# Dataset records:
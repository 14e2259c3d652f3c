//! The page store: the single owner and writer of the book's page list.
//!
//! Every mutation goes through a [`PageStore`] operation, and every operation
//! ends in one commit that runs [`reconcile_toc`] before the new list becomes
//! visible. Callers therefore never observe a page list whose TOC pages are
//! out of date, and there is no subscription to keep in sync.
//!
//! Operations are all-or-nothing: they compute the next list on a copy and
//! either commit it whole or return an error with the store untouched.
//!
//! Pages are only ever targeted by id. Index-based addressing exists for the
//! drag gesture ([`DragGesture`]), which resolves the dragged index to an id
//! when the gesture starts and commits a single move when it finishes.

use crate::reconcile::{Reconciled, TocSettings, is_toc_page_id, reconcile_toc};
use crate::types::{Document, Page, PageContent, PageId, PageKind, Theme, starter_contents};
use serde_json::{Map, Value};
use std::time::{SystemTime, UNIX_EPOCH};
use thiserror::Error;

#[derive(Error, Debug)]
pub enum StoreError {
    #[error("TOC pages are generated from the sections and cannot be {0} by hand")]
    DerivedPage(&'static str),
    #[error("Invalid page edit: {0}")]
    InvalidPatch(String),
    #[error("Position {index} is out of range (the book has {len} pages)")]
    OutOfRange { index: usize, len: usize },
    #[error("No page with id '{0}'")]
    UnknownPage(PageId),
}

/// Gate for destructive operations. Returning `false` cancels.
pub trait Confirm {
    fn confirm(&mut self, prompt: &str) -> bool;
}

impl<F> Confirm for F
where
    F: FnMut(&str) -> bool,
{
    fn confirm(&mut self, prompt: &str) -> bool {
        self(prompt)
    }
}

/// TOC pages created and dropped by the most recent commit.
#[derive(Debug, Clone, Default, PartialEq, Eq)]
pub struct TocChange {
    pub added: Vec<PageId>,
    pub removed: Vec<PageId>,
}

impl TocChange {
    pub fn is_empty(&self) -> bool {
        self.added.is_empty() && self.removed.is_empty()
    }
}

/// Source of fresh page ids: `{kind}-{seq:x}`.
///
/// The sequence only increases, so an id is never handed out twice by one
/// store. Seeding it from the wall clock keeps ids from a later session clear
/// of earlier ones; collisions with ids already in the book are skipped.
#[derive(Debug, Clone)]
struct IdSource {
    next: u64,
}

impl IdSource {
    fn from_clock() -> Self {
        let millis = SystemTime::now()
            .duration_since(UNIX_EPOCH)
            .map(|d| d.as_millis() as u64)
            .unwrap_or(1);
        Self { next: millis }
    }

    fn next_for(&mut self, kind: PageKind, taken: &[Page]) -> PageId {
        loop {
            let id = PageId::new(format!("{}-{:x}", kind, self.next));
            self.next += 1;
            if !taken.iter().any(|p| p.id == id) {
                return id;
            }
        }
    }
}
...
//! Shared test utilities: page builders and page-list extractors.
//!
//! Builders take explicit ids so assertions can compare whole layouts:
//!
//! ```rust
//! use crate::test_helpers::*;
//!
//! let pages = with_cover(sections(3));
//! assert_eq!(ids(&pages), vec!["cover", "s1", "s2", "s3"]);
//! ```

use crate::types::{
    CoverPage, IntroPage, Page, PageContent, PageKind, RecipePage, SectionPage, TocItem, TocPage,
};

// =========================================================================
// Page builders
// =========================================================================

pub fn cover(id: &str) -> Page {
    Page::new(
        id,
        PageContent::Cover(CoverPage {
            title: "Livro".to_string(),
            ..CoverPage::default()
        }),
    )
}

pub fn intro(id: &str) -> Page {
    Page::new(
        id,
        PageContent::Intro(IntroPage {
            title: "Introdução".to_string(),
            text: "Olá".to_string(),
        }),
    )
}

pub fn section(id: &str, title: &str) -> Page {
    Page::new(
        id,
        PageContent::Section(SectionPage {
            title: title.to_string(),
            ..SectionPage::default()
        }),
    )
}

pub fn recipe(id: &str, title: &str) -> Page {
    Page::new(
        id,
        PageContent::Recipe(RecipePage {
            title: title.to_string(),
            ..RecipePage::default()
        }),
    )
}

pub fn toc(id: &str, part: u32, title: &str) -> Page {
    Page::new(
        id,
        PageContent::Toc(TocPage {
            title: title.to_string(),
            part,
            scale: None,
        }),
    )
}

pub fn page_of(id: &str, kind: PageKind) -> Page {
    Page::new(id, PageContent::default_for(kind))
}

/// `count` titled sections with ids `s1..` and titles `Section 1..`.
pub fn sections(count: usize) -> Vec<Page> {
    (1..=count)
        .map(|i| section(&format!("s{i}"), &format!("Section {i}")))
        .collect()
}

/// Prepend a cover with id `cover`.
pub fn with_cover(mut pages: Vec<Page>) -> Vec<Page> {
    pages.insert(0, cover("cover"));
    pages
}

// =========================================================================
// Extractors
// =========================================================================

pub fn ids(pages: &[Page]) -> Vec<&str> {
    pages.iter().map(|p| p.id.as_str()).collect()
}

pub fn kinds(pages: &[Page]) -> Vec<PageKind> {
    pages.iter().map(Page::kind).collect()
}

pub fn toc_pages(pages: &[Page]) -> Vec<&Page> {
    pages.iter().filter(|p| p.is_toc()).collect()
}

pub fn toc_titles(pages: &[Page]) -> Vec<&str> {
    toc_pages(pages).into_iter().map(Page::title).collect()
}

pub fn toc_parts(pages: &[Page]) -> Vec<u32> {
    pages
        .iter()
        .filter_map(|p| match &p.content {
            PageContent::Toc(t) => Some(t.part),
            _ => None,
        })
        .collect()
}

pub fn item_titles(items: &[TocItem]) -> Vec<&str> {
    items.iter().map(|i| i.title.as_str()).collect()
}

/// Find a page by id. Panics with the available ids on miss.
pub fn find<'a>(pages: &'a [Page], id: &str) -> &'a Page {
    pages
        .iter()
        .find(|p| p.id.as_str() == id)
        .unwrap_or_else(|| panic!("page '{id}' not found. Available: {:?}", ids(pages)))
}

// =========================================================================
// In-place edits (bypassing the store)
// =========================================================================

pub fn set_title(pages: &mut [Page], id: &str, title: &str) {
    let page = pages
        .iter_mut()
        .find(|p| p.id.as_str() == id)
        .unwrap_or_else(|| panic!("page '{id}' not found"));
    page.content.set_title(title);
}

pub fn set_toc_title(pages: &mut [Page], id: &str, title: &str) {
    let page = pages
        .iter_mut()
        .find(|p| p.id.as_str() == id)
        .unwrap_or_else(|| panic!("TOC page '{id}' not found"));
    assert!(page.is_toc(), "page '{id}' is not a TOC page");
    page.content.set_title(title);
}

# Required work:
From the records above, repeat exactly the lines from the one with "repository 14e2259c3d652f3c" through the one with "index to an id", both included.

# Solved problem:
repository 14e2259c3d652f3c
//! The page store: the single owner and writer of the book's page list.
//!
//! Every mutation goes through a [`PageStore`] operation, and every operation
//! ends in one commit that runs [`reconcile_toc`] before the new list becomes
//! visible. Callers therefore never observe a page list whose TOC pages are
//! out of date, and there is no subscription to keep in sync.
//!
//! Operations are all-or-nothing: they compute the next list on a copy and
//! either commit it whole or return an error with the store untouched.
//!
//! Pages are only ever targeted by id. Index-based addressing exists for the
//! drag gesture ([`DragGesture`]), which resolves the dragged index to an id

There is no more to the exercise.